Elections 2025: possible alliance with the PRO
In his interpretation of the political map, the Chief of Staff recognized that “alone it would have cost us a lot” and valued the role of Mauricio Macriwhom he had criticized last week: “I think that Mauricio Macri was important at all timessince we took over the Government. With their differences. He has a personal relationship with the President and there are times when Macri raises differences and questions some parts of the administration. But I believe that President Macri agrees with Milei on the direction.”

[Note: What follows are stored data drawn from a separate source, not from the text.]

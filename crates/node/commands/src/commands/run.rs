//! Run the seed node until a termination signal arrives.
//!
//! - Resolve and create the data directory
//! - Load configuration from defaults, config file, environment and CLI
//! - Start the metrics endpoint if configured
//! - Load or create the node identity and build the node
//! - Run until SIGINT/SIGTERM, then drain

use crate::{
    cli::Cli,
    config::{EnvOverrides, load_config},
    metrics, signals,
};
use eyre::Result;
use seeder_node_builder::SeedNodeBuilder;
use seeder_node_core::dirs::DataDirs;
use tokio_util::sync::CancellationToken;
use tracing::info;

/// Run the seed node with the parsed command line.
pub async fn run(cli: Cli) -> Result<()> {
    let dirs = DataDirs::new(&cli.datadir)?;
    info!(path = %dirs.root.display(), "Data directory");

    let config_path = dirs.config_file();
    let config = load_config(&config_path, &EnvOverrides::from_env(), &cli.network)?;
    info!(
        chain_id = %config.chain_id,
        seeds = %config.seeds,
        listen = %config.listen_addr,
        max_inbound = config.max_inbound,
        max_outbound = config.max_outbound,
        strict = config.addr_book_strict,
        "Configuration loaded"
    );

    if let Some(addr) = config.metrics_addr {
        metrics::install_prometheus(addr)?;
        info!(%addr, "Serving metrics");
    }

    let shutdown = CancellationToken::new();
    signals::cancel_on_signal(shutdown.clone())?;

    let mut node = SeedNodeBuilder::load(config, &dirs.root)?.build()?;
    info!("Starting seed node (press Ctrl+C to stop)");
    node.run(shutdown).await?;

    Ok(())
}
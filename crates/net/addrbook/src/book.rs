//! JSON file-based address book with atomic writes.

use std::{
    collections::{BTreeMap, btree_map::Entry},
    fs::{self, File},
    io::{BufReader, BufWriter, Write},
    net::SocketAddr,
    path::{Path, PathBuf},
    time::Duration,
};

use parking_lot::{Mutex, RwLock};
use rand_08::seq::SliceRandom;
use serde::{Deserialize, Serialize};
use seeder_node_api::{AddressBook, AddressStore};
use tracing::{debug, trace, warn};

use crate::{
    AddressBookError,
    known::{KnownAddress, unix_now},
    routable::is_routable,
};

#[derive(Serialize)]
struct BookFileRef<'a> {
    addrs: Vec<&'a KnownAddress>,
}

#[derive(Deserialize)]
struct BookFile {
    addrs: Vec<KnownAddress>,
}

/// Address book held in memory and written back on save.
pub struct FileAddressBook {
    path: PathBuf,
    strict: bool,
    addrs: RwLock<BTreeMap<SocketAddr, KnownAddress>>,
    /// Set by mutations, cleared by save. Held for the whole save so that a
    /// mutation racing a save is never marked clean.
    dirty: Mutex<bool>,
}

impl std::fmt::Debug for FileAddressBook {
    fn fmt(&self, f: &mut std::fmt::Formatter<'_>) -> std::fmt::Result {
        f.debug_struct("FileAddressBook")
            .field("path", &self.path)
            .field("strict", &self.strict)
            .field("size", &self.addrs.read().len())
            .finish_non_exhaustive()
    }
}

impl FileAddressBook {
    /// Load the book at `path`, or start empty if there is no file yet.
    ///
    /// Parent directories are created. Nothing is written until the first save.
    pub fn open(path: impl Into<PathBuf>, strict: bool) -> Result<Self, AddressBookError> {
        let path = path.into();
        if let Some(parent) = path.parent().filter(|p| !p.as_os_str().is_empty()) {
            fs::create_dir_all(parent)?;
        }

        let addrs = if path.exists() {
            Self::load_from_file(&path)?
        } else {
            BTreeMap::new()
        };
        debug!(path = %path.display(), known = addrs.len(), strict, "Opened address book");

        Ok(Self {
            path,
            strict,
            addrs: RwLock::new(addrs),
            dirty: Mutex::new(false),
        })
    }

    fn load_from_file(path: &Path) -> Result<BTreeMap<SocketAddr, KnownAddress>, AddressBookError> {
        let file = File::open(path)?;
        let reader = BufReader::new(file);

        let book: BookFile = serde_json::from_reader(reader)
            .map_err(|e| AddressBookError::Serialization(e.to_string()))?;

        Ok(book.addrs.into_iter().map(|known| (known.addr, known)).collect())
    }

    fn save_to_file(&self) -> Result<(), AddressBookError> {
        let bytes = {
            let addrs = self.addrs.read();
            let book = BookFileRef {
                addrs: addrs.values().collect(),
            };
            serde_json::to_vec_pretty(&book)
                .map_err(|e| AddressBookError::Serialization(e.to_string()))?
        };

        // Write to temp file first, then rename (atomic)
        let tmp_path = self.path.with_extension("json.tmp");
        {
            let file = File::create(&tmp_path)?;
            let mut writer = BufWriter::new(file);
            writer.write_all(&bytes)?;
            writer.flush()?;
            writer.get_ref().sync_all()?;
        }

        fs::rename(&tmp_path, &self.path)?;
        Ok(())
    }

    /// Callers must not hold the `addrs` lock.
    fn mark_dirty(&self) {
        *self.dirty.lock() = true;
    }

    fn accepts(&self, addr: &SocketAddr) -> bool {
        addr.port() != 0
            && !addr.ip().is_unspecified()
            && (!self.strict || is_routable(addr.ip()))
    }

    fn update(&self, addr: &SocketAddr, f: impl FnOnce(&mut KnownAddress)) {
        let updated = match self.addrs.write().get_mut(addr) {
            Some(known) => {
                f(known);
                true
            }
            None => false,
        };
        if updated {
            self.mark_dirty();
        }
    }

    pub fn is_dirty(&self) -> bool {
        *self.dirty.lock()
    }

    pub fn is_strict(&self) -> bool {
        self.strict
    }

    pub fn path(&self) -> &Path {
        &self.path
    }

    pub fn get(&self, addr: &SocketAddr) -> Option<KnownAddress> {
        self.addrs.read().get(addr).cloned()
    }

    pub fn contains(&self, addr: &SocketAddr) -> bool {
        self.addrs.read().contains_key(addr)
    }
}

impl AddressBook for FileAddressBook {
    type Error = AddressBookError;

    fn size(&self) -> usize {
        self.addrs.read().len()
    }

    fn save(&self) -> Result<(), AddressBookError> {
        let mut dirty = self.dirty.lock();
        self.save_to_file()?;
        *dirty = false;
        trace!(path = %self.path.display(), "Saved address book");
        Ok(())
    }
}

impl AddressStore for FileAddressBook {
    fn add_address(&self, addr: SocketAddr, src: Option<SocketAddr>) -> bool {
        if !self.accepts(&addr) {
            trace!(%addr, strict = self.strict, "Ignoring unroutable address");
            return false;
        }

        let inserted = match self.addrs.write().entry(addr) {
            Entry::Vacant(entry) => {
                entry.insert(KnownAddress::new(addr, src, unix_now()));
                true
            }
            Entry::Occupied(_) => false,
        };
        if inserted {
            self.mark_dirty();
        }
        inserted
    }

    fn mark_attempt(&self, addr: SocketAddr) {
        let now = unix_now();
        self.update(&addr, |known| known.mark_attempt(now));
    }

    fn mark_good(&self, addr: SocketAddr) {
        let now = unix_now();
        self.update(&addr, |known| known.mark_good(now));
    }

    fn sample(&self, max: usize) -> Vec<SocketAddr> {
        let addrs: Vec<SocketAddr> = self.addrs.read().keys().copied().collect();
        addrs
            .choose_multiple(&mut rand_08::thread_rng(), max)
            .copied()
            .collect()
    }

    fn dial_candidates(&self, max: usize, retry_after: Duration) -> Vec<SocketAddr> {
        let now = unix_now();
        let retry_after = retry_after.as_secs();

        let mut due: Vec<(u32, u64, SocketAddr)> = self
            .addrs
            .read()
            .values()
            .filter(|known| known.is_due(now, retry_after))
            .map(|known| (known.attempts, known.last_attempt.unwrap_or_default(), known.addr))
            .collect();
        due.sort_unstable();

        due.into_iter().take(max).map(|(_, _, addr)| addr).collect()
    }
}

impl Drop for FileAddressBook {
    fn drop(&mut self) {
        if self.is_dirty()
            && let Err(e) = self.save_to_file()
        {
            warn!(path = %self.path.display(), error = %e, "Failed to save address book on drop");
        }
    }
}
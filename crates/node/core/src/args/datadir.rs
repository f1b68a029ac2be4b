//! Data directory CLI arguments.

use clap::Args;
use serde::{Deserialize, Serialize};
use std::path::PathBuf;

/// Data directory configuration.
#[derive(Debug, Args, Clone, Default, Serialize, Deserialize)]
#[command(next_help_heading = "Datadir")]
#[serde(default)]
pub struct DataDirArgs {
    /// Root directory for the config file, node key and address book.
    ///
    /// Defaults to `$HOME/.seeder`.
    #[arg(long, value_name = "PATH")]
    #[serde(default, skip_serializing_if = "Option::is_none")]
    pub datadir: Option<PathBuf>,
}
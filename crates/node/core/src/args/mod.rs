//! CLI argument structs for the seeder.
//!
//! These args serve dual purposes:
//! - CLI parsing via clap (`#[derive(Args)]`)
//! - Configuration layering via serde (`#[derive(Serialize, Deserialize)]`)

mod datadir;
mod log;
mod network;

pub use datadir::DataDirArgs;
pub use log::LogArgs;
pub use network::NetworkArgs;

javier milei and mauricio macri.jpg

Javier Milei and Mauricio Macri.
Argentine News
In that sense, he understood that “we would have to look for a coalition because we have a part of the common electorate”: “We have to look for agreements that normally in this type of coalitions are not simple because the political, personal, municipal and provincial interests come into play. But if we manage to clear that up a little and notice that we are at a pivotal moment for Argentina, and we all put the national interest above, we might be able to put together a good coalition to triumph in the midterm elections and not having to suffer as much in Congress as is happening to us in every legislative process now.”